“Monopoly” (Post #28) Lessons Learned by a Dating Widower
I loved playing board games as I grew up with my parents & siblings. We played Parcheesi, Gusher, Risk, Sorry, Scrabble, and the infamous Monopoly. Monopoly was a game that originated in the USA and first published by Parker Brothers in 1935.
Subtitled “The Fast-Dealing Property Trading Game”, the game is named after the economic concept of monopoly — the domination of a market by a single entity. It is currently published by the United States game and toy company Hasbro. Players move around the game board buying or trading properties, developing their properties with houses and hotels, and collecting rent from their opponents, the ultimate goal being to drive them into bankruptcy. Wikipedia
I still enjoy playing Monopoly as an adult, but unfortunately, other versions of the game have found their way in the dating games that people play. Allow me to explain.
As a dating teenager, I remember ‘dating around’. For example, if I went on a first date with a girl on the first weekend in May, we were NOT necessarily expected to go out again the following weekend. I may choose to date a completely different girl the next weekend. You get the picture. And that was true for girls as well. It was no big deal. At that time of our lives, we dated for fun, for companionship, for friendship, or just to have a good time.

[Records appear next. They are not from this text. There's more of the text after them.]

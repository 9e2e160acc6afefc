//! IPC Client - Unix socket client for the CLI

use guestlog_core::{Error, Result};
use std::path::PathBuf;
use tokio::io::{AsyncBufReadExt, AsyncReadExt, AsyncWriteExt, BufReader};
use tokio::net::UnixStream;
use tracing::debug;

use crate::protocol::{Request, Response};
use crate::server::MAX_MESSAGE_SIZE;

pub struct IpcClient {
    socket_path: PathBuf,
}

impl IpcClient {
    pub fn new(socket_path: PathBuf) -> Self {
        Self { socket_path }
    }

    pub fn is_daemon_running(&self) -> bool {
        self.socket_path.exists()
    }

    pub async fn connect(&self) -> Result<UnixStream> {
        if !self.socket_path.exists() {
            return Err(Error::DaemonNotRunning);
        }

        UnixStream::connect(&self.socket_path)
            .await
            .map_err(|e| match e.kind() {
                std::io::ErrorKind::NotFound | std::io::ErrorKind::ConnectionRefused => {
                    Error::DaemonNotRunning
                }
                _ => Error::IpcConnectionFailed(e.to_string()),
            })
    }

    /// Send a request and wait for its response
    pub async fn send(&self, request: &Request) -> Result<Response> {
        let mut stream = self.connect().await?;

        let mut json = serde_json::to_string(request)?;
        json.push('\n');

        stream
            .write_all(json.as_bytes())
            .await
            .map_err(|e| Error::ipc(format!("Write error: {}", e)))?;

        stream
            .flush()
            .await
            .map_err(|e| Error::ipc(format!("Flush error: {}", e)))?;

        debug!("Sent request: {:?}", request);

        let mut reader = BufReader::new(stream.take(MAX_MESSAGE_SIZE));
        let mut line = String::new();

        let read = reader
            .read_line(&mut line)
            .await
            .map_err(|e| Error::ipc(format!("Read error: {}", e)))?;
        if read == 0 {
            return Err(Error::ipc("Daemon closed the connection without responding"));
        }

        let response: Response = serde_json::from_str(line.trim())
            .map_err(|e| Error::ipc(format!("Invalid response: {}", e)))?;

        debug!("Received response: {:?}", response);
        Ok(response)
    }

    /// Ping the daemon; `false` when it is not running
    pub async fn ping(&self) -> Result<bool> {
        match self.send(&Request::Ping).await {
            Ok(Response::Pong) => Ok(true),
            Ok(_) => Ok(false),
            Err(Error::DaemonNotRunning) => Ok(false),
            Err(e) => Err(e),
        }
    }
}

Now if I stopped dating other girls, and if I happened to exclusively date the same girl for a period of time, we MAY start going ‘steady’ as we called it. That meant that we were choosing to JUST date each other. No rings were necessarily exchanged (I was too poor to buy one anyway). It was just a mutual understanding that we were choosing to go ‘steady’. Hypothetically, on date #7, I may have actually asked the girl “hey, do you want to go steady?”, and she would respond affirmatively or either think I was just kidding (it usually was hard for girls to tell when I was just joking or if I was serious).
Well, that was back when I was 17. I don’t know what happened, but the ‘rules’ drastically changed between those teen years and now when I’m in my 60’s.
For example, at age 61, ‘Polly’, and I enjoyed a few dates together. I invited her to attend a show with me (tickets were about $75 a piece), to which she readily accepted . . . until she found out that I was ‘communicating’ with other women. At the time, I was a member of an on-line dating site (where I had met ‘Polly’), and I happened to be swapping emails with a couple of other girls I contacted through that dating site.
Hey, I wasn’t even DATING any of these girls. I was merely emailing them every whip-stitch. Well, when ‘Polly’ was enlightened to that fact (…and I was just being honest with her), she politely informed me “well, if you’re still communicating with other girls, then I don’t think I can go along with you to the show.”
What’s up with that? I wasn’t ready to figuratively stick a ring on my finger! I was just keeping my options open. Is that so wrong? It evidently WAS in ‘Polly’s’ mind. She wanted to be the “one and only”; the Monopoly in my life. I really liked ‘Polly’, and saw the potential TO BE serious with her. But, believe it or not, I wasn’t ready! (I know you really can’t believe that!) The net result? We stopped dating, and I took ‘Plan B’ to the show.
Lesson that I learned: people my age (both genders) have a propensity to be prematurely serious in a relationship. And widowers are probably the most notorious at ‘pulling the trigger’. We’re sometimes so quick to commit that we’ll stay with someone that we really don’t love – convincing ourselves that we DO love them, or WILL love them eventually – because we’re so desperate for love and companionship.
The mindset of a 60-year-old IS DRASTICALLY DIFFERENT than that of a 17-year-old.